The failure of certain segments of the populace to see past their immovable blind spots reminds me of the hypochondriac who cant bear the thought of getting well or he would have nothing left to talk about.
To illustrate the importance of writing, hearing or reading comprehension - and bring this diatribe to a close - I offer my latest collection of pedantic proverbs, culled from several puzzle magazines published by Penny Press. Besides being a fun exercise many readers enjoy, working through the stuffy speech which so annoyed the poet Alexander Pope and baffles social and political opponents today, perhaps the mental gymnastics will help prevent my little persons problem of not knowing what you have read, and avoid my driving-test error of reading the wrong thing into the right answer.
Send all translations to my e-mail address below. Answers, and the names of those who master their reading comprehension, will be printed in a future issue.

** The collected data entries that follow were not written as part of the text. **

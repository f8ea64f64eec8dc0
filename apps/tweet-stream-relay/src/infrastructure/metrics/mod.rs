//! Prometheus Metrics Module
//!
//! Exposes application metrics via Prometheus format for monitoring.
//!
//! # Metrics Categories
//!
//! - **Records**: Counts of records received, broadcast and discarded
//! - **Connections**: Stream connection state and SSE subscribers
//! - **Reconciliation**: Rule reset outcomes and durations
//!
//! # Integration
//!
//! Metrics are exposed at `/metrics` on the HTTP server port.

use std::sync::OnceLock;
use std::time::Duration;

use metrics::{counter, describe_counter, describe_gauge, describe_histogram, gauge, histogram};
use metrics_exporter_prometheus::{PrometheusBuilder, PrometheusHandle};

// =============================================================================
// Global Metrics Handle
// =============================================================================

static PROMETHEUS_HANDLE: OnceLock<PrometheusHandle> = OnceLock::new();

/// Initialize the Prometheus metrics recorder.
///
/// # Panics
///
/// Panics if the recorder cannot be installed.
#[allow(clippy::expect_used)]
pub fn init_metrics() -> PrometheusHandle {
    PROMETHEUS_HANDLE
        .get_or_init(|| {
            let handle = PrometheusBuilder::new()
                .install_recorder()
                .expect("failed to install Prometheus recorder");

            register_metrics();
            handle
        })
        .clone()
}

/// Get the Prometheus handle for rendering metrics.
///
/// Returns `None` if metrics have not been initialized.
#[must_use]
pub fn get_metrics_handle() -> Option<PrometheusHandle> {
    PROMETHEUS_HANDLE.get().cloned()
}

// =============================================================================
// Metric Registration
// =============================================================================

fn register_metrics() {
    describe_counter!(
        "tweet_relay_records_received_total",
        "Total records decoded from the filtered stream"
    );
    describe_counter!(
        "tweet_relay_records_broadcast_total",
        "Total record deliveries to SSE subscribers"
    );
    describe_counter!(
        "tweet_relay_records_discarded_total",
        "Total stream chunks discarded by reason"
    );
    describe_counter!(
        "tweet_relay_records_lagged_total",
        "Total records skipped by slow subscribers"
    );

    describe_gauge!(
        "tweet_relay_stream_connected",
        "1 while the filtered stream is connected"
    );
    describe_gauge!(
        "tweet_relay_subscribers",
        "Number of connected SSE subscribers"
    );

    describe_counter!(
        "tweet_relay_stream_errors_total",
        "Total filtered stream errors by type"
    );
    describe_counter!(
        "tweet_relay_reconnects_total",
        "Total filtered stream reconnection attempts"
    );

    describe_counter!(
        "tweet_relay_reconciliations_total",
        "Total rule reconciliations by outcome"
    );
    describe_histogram!(
        "tweet_relay_reconciliation_seconds",
        "Time to list, delete and add filter rules"
    );
}

// =============================================================================
// Metric Recording Functions
// =============================================================================

/// Why a stream chunk produced no record.
#[derive(Debug, Clone, Copy)]
pub enum DiscardReason {
    /// Not valid JSON.
    Malformed,
    /// Larger than the record size limit.
    Oversized,
}

impl DiscardReason {
    const fn as_str(self) -> &'static str {
        match self {
            Self::Malformed => "malformed",
            Self::Oversized => "oversized",
        }
    }
}

/// Outcome label for a reconciliation.
#[derive(Debug, Clone, Copy)]
pub enum ReconcileOutcome {
    /// All three rule calls succeeded.
    Success,
    /// A rule call failed.
    Failure,
}

impl ReconcileOutcome {
    const fn as_str(self) -> &'static str {
        match self {
            Self::Success => "success",
            Self::Failure => "failure",
        }
    }
}

/// Record a record decoded from the stream.
pub fn record_record_received() {
    counter!("tweet_relay_records_received_total").increment(1);
}

/// Record deliveries of one record to `count` subscribers.
pub fn record_records_broadcast(count: u64) {
    counter!("tweet_relay_records_broadcast_total").increment(count);
}

/// Record a discarded chunk.
pub fn record_record_discarded(reason: DiscardReason) {
    counter!(
        "tweet_relay_records_discarded_total",
        "reason" => reason.as_str()
    )
    .increment(1);
}

/// Record records skipped by a lagging subscriber.
pub fn record_records_lagged(count: u64) {
    counter!("tweet_relay_records_lagged_total").increment(count);
}

/// Update the stream connection gauge.
pub fn set_stream_connected(connected: bool) {
    gauge!("tweet_relay_stream_connected").set(if connected { 1.0 } else { 0.0 });
}

/// Update the subscriber count.
pub fn set_subscribers(count: f64) {
    gauge!("tweet_relay_subscribers").set(count);
}

/// Record a stream error.
pub fn record_stream_error(error_type: &str) {
    counter!(
        "tweet_relay_stream_errors_total",
        "error_type" => error_type.to_string()
    )
    .increment(1);
}

/// Record a stream reconnection attempt.
pub fn record_reconnect() {
    counter!("tweet_relay_reconnects_total").increment(1);
}

/// Record a finished reconciliation.
pub fn record_reconciliation(outcome: ReconcileOutcome, duration: Duration) {
    counter!(
        "tweet_relay_reconciliations_total",
        "outcome" => outcome.as_str()
    )
    .increment(1);
    histogram!("tweet_relay_reconciliation_seconds").record(duration.as_secs_f64());
}

// =============================================================================
// Tests
// =============================================================================
//! Application Services
//!
//! Services that orchestrate domain logic and coordinate between ports.
//!
//! - `SessionBootstrap`: rule reconciliation and one-time relay start
//! - `forward_relay_events`: relay events into relay state and the broadcast hub

pub mod bootstrap;
pub mod fanout;

pub use bootstrap::{BootstrapError, BootstrapPhase, ReconcileReport, SessionBootstrap};
pub use fanout::forward_relay_events;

l. Lack of awareness brings elation.
2. It is appropriate that young human progeny be witnessed instead of being perceived aurally.
3. Thy hypothesis is as suitable as that which I possess.
4. The vital essence is prepared by disposition; however, the corporeal matter is lacking in might.
5. The feathered, egg-laying creature arriving ahead of schedule nabs the night crawler.
6. Present in the current time, absent in the future.
7. That spherical toy has arrived at thy sport quadrangle.